Functional analysis of the mutants of hMgcRacGAP.
(A) Suppression of growth of HL-60 cells overexpressing the wild-type or mutated hMgcRacGAPs. Each of the wild-type, the mutant R385A*, and 2 deletion mutants was transduced into HL-60 cells using the retrovirus vector pMX-IRES-EGFP. GFP+ HL-60 cells transduced with these viruses were sorted on FACS 2 days after virus infection. GFP+ HL-60 cells, transduced with a blank pMX-IRES-EGFP vector, were sorted as a negative control. The cell number of each transfectant was plotted against time. The results shown are the averages ± SD of triplicate cultures. (B) Expression of the Flag-tagged wild-type and mutant hMgcRacGAPs in HL-60 transfectants.

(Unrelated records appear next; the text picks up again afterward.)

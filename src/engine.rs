//! Orchestration core: job scheduling, the per-tick pipeline, and the
//! records flowing out of it.

pub mod poll;
pub mod scheduler;

pub use scheduler::JobScheduler;

use std::sync::Arc;

use async_trait::async_trait;
use chrono::{DateTime, Utc};
use serde::Serialize;
use tracing::{debug, info};
use uuid::Uuid;

use crate::alerts::AlertTracker;
use crate::bmc::Executor;
use crate::config::types::{EngineSettings, NotificationChannel};
use crate::credentials::CredentialResolver;
use crate::notify::Dispatcher;
use crate::telemetry::TelemetrySample;

#[derive(Debug, Clone, Copy, PartialEq, Eq, Serialize)]
#[serde(rename_all = "lowercase")]
pub enum JobStatus {
    Success,
    Partial,
    Failure,
}

/// Outcome record of one tick. Ephemeral: surfaced to the persistence
/// collaborator and not retained in-process.
#[derive(Debug, Clone, Serialize)]
pub struct JobRun {
    pub id: Uuid,
    pub server_id: i64,
    pub started_at: DateTime<Utc>,
    pub finished_at: DateTime<Utc>,
    pub status: JobStatus,
    pub message: String,
}

#[async_trait]
pub trait PersistenceSink: Send + Sync {
    /// Fire-and-forget: implementations swallow their own failures, a
    /// storage hiccup never fails the job that produced the record.
    async fn record_sample(&self, sample: &TelemetrySample);
    async fn record_job_run(&self, run: &JobRun);
}

/// Sink that surfaces records through the log stream only.
pub struct LogSink;

#[async_trait]
impl PersistenceSink for LogSink {
    async fn record_sample(&self, sample: &TelemetrySample) {
        debug!(
            "Telemetry for server {}: cpu={:?}°C, {} temps, {} fans",
            sample.server_id,
            sample.cpu_temp_c,
            sample.readings.temperatures_c.len(),
            sample.readings.fan_rpms.len(),
        );
    }

    async fn record_job_run(&self, run: &JobRun) {
        match run.status {
            JobStatus::Success => debug!(
                "Job run for server {} succeeded ({} -> {})",
                run.server_id, run.started_at, run.finished_at
            ),
            JobStatus::Partial | JobStatus::Failure => info!(
                "Job run for server {} ended {:?}: {}",
                run.server_id, run.status, run.message
            ),
        }
    }
}

/// Everything a job task needs, shared read-only across all jobs.
pub struct EngineContext {
    pub settings: EngineSettings,
    pub executor: Executor,
    pub resolver: Arc<dyn CredentialResolver>,
    pub tracker: AlertTracker,
    pub dispatcher: Arc<Dispatcher>,
    pub sink: Arc<dyn PersistenceSink>,
    /// Snapshot of configured channels; jobs pick theirs by id.
    pub channels: Vec<NotificationChannel>,
}

#[cfg(test)]
pub(crate) mod testkit {
    //! Shared fixtures for the poll and scheduler tests.

    use super::*;
    use crate::alerts::AlertStore;
    use crate::bmc::{BmcEndpoint, BmcTransport, ExecPolicy, RawOutput, TransportError};
    use crate::config::types::{
        AlertSubscriptions, ChannelKind, FanOverride, FanZone, SecretEntry, ServerTarget,
    };
    use crate::credentials::{BmcLogin, StaticResolver};
    use crate::notify::{ChannelSender, NotifyError, NotifyPolicy};
    use crate::vendor::Vendor;
    use std::collections::HashMap;
    use std::sync::Mutex;
    use std::time::Duration;

    pub const SDR_CSV_COOL: &str = "\
CPU Temp,40,degrees C,ok
System Temp,31,degrees C,ok
FAN1,2100,RPM,ok
FAN2,1800,RPM,ok
";

    pub const SDR_CSV_HOT: &str = "\
CPU Temp,85,degrees C,ok
FAN1,4000,RPM,ok
";

    pub const ELIST_PSU_FAULT: &str = "\
CPU Temp         | 04h | ok  |  7.1 | 40 degrees C
PS2 Status       | c9h | nc  | 10.2 | Failure detected
";

    /// Transport with canned responses, optional delay, per-query failure
    /// switches, and a full call log.
    pub struct MockTransport {
        pub delay: Duration,
        pub fail_sensors: bool,
        pub sensor_csv: String,
        pub elist: String,
        pub calls: Mutex<Vec<Vec<String>>>,
    }

    impl Default for MockTransport {
        fn default() -> Self {
            Self {
                delay: Duration::ZERO,
                fail_sensors: false,
                sensor_csv: SDR_CSV_COOL.to_string(),
                elist: ELIST_PSU_FAULT.to_string(),
                calls: Mutex::new(Vec::new()),
            }
        }
    }

    impl MockTransport {
        pub fn calls(&self) -> Vec<Vec<String>> {
            self.calls.lock().unwrap().clone()
        }

        pub fn raw_calls(&self) -> Vec<Vec<String>> {
            self.calls()
                .into_iter()
                .filter(|args| args.first().map(String::as_str) == Some("raw"))
                .collect()
        }
    }

    #[async_trait]
    impl BmcTransport for MockTransport {
        async fn run(
            &self,
            _endpoint: &BmcEndpoint,
            _login: &BmcLogin,
            args: &[String],
            _timeout: Duration,
        ) -> Result<RawOutput, TransportError> {
            self.calls.lock().unwrap().push(args.to_vec());
            if !self.delay.is_zero() {
                tokio::time::sleep(self.delay).await;
            }

            let is_sensor_query = args.first().map(String::as_str) == Some("-c");
            if is_sensor_query && self.fail_sensors {
                return Ok(RawOutput {
                    status_ok: false,
                    stdout: String::new(),
                    stderr: "Error: Unable to establish IPMI v2 / RAKP 2 session".to_string(),
                });
            }

            let stdout = if is_sensor_query {
                self.sensor_csv.clone()
            } else if args.iter().any(|a| a == "elist") {
                self.elist.clone()
            } else {
                String::new()
            };
            Ok(RawOutput {
                status_ok: true,
                stdout,
                stderr: String::new(),
            })
        }
    }

    /// Sender that accepts everything and counts deliveries.
    pub struct NullSender {
        pub sent: Mutex<Vec<String>>,
    }

    impl NullSender {
        pub fn new() -> Self {
            Self {
                sent: Mutex::new(Vec::new()),
            }
        }
    }

    #[async_trait]
    impl ChannelSender for NullSender {
        async fn post(
            &self,
            url: &str,
            _payload: &serde_json::Value,
            _timeout: Duration,
        ) -> Result<(), NotifyError> {
            self.sent.lock().unwrap().push(url.to_string());
            Ok(())
        }
    }

    /// Sink collecting records in memory.
    #[derive(Default)]
    pub struct CollectingSink {
        pub samples: Mutex<Vec<TelemetrySample>>,
        pub runs: Mutex<Vec<JobRun>>,
    }

    #[async_trait]
    impl PersistenceSink for CollectingSink {
        async fn record_sample(&self, sample: &TelemetrySample) {
            self.samples.lock().unwrap().push(sample.clone());
        }

        async fn record_job_run(&self, run: &JobRun) {
            self.runs.lock().unwrap().push(run.clone());
        }
    }

    pub fn test_server(id: i64) -> ServerTarget {
        ServerTarget {
            id,
            name: format!("rack-{id}"),
            vendor: Vendor::Supermicro,
            bmc_host: "10.0.0.10".to_string(),
            bmc_port: 623,
            credential_handle: "bmc-test".to_string(),
            poll_interval_seconds: Some(300),
            fan_zones: vec![
                FanZone { temp_threshold_c: 50.0, target_rpm: 1800 },
                FanZone { temp_threshold_c: 52.0, target_rpm: 3500 },
                FanZone { temp_threshold_c: 70.0, target_rpm: 0 },
            ],
            fan_overrides: vec![FanOverride {
                fan_identifier: "FAN1".to_string(),
                override_rpm: 2200,
            }],
            alerts: AlertSubscriptions {
                connectivity: true,
                temperature_critical: true,
                memory_errors: true,
                power_failure: true,
                intrusion: true,
                voltage_issues: true,
            },
            offline_alert_threshold_minutes: 15,
            critical_temp_c: 80.0,
            notification_channel_ids: Vec::new(),
        }
    }

    pub struct TestHarness {
        pub ctx: Arc<EngineContext>,
        pub transport: Arc<MockTransport>,
        pub sender: Arc<NullSender>,
        pub sink: Arc<CollectingSink>,
    }

    pub fn harness(transport: MockTransport) -> TestHarness {
        harness_with(transport, EngineSettings::default(), Vec::new())
    }

    pub fn harness_with(
        transport: MockTransport,
        settings: EngineSettings,
        channels: Vec<NotificationChannel>,
    ) -> TestHarness {
        let transport = Arc::new(transport);
        let sender = Arc::new(NullSender::new());
        let sink = Arc::new(CollectingSink::default());

        let mut secrets = HashMap::new();
        secrets.insert(
            "bmc-test".to_string(),
            SecretEntry::Login {
                username: "admin".to_string(),
                password: "secret".to_string(),
            },
        );
        secrets.insert(
            "hook-test".to_string(),
            SecretEntry::Value("https://hooks.example/zephyr".to_string()),
        );
        let resolver: Arc<dyn CredentialResolver> = Arc::new(StaticResolver::new(secrets));

        let store = Arc::new(AlertStore::new());
        let ctx = Arc::new(EngineContext {
            settings,
            executor: Executor::new(
                Arc::clone(&transport) as Arc<dyn BmcTransport>,
                ExecPolicy {
                    attempt_timeout: Duration::from_secs(5),
                    retries: 0,
                    backoff_base: Duration::from_millis(10),
                },
            ),
            resolver: Arc::clone(&resolver),
            tracker: AlertTracker::new(store),
            dispatcher: Arc::new(Dispatcher::new(
                Arc::clone(&sender) as Arc<dyn ChannelSender>,
                resolver,
                NotifyPolicy::default(),
            )),
            sink: Arc::clone(&sink) as Arc<dyn PersistenceSink>,
            channels,
        });

        TestHarness {
            ctx,
            transport,
            sender,
            sink,
        }
    }

    pub fn test_channel(id: i64) -> NotificationChannel {
        NotificationChannel {
            id,
            name: format!("hook-{id}"),
            kind: ChannelKind::Slack,
            endpoint_handle: "hook-test".to_string(),
            enabled: true,
            chat_id: None,
        }
    }
}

Cell lysates from control HL-60 cells (lane 5) and HL-60 transfectants expressing the wild-type (lane 1), ΔCys (lane 2), ΔMyo (lane 2), or R385A* (lane 4) MgcRacGAP (3 × 107 per lane) were examined by Western blotting using the anti-Flag M2 monoclonal antibody. (C) Differentiation of HL-60 cells overexpressing the wild-type or mutated hMgcRacGAPs. Morphologic differentiation of control HL-60 cells and HL-60 cells transduced with the wild-type, R385A*, or deletion mutants of hMgcRacGAP is shown. Cells were centrifuged onto glass slides and stained with May-Grunwald-Giemsa stain. Photographs were taken at 400 × magnification.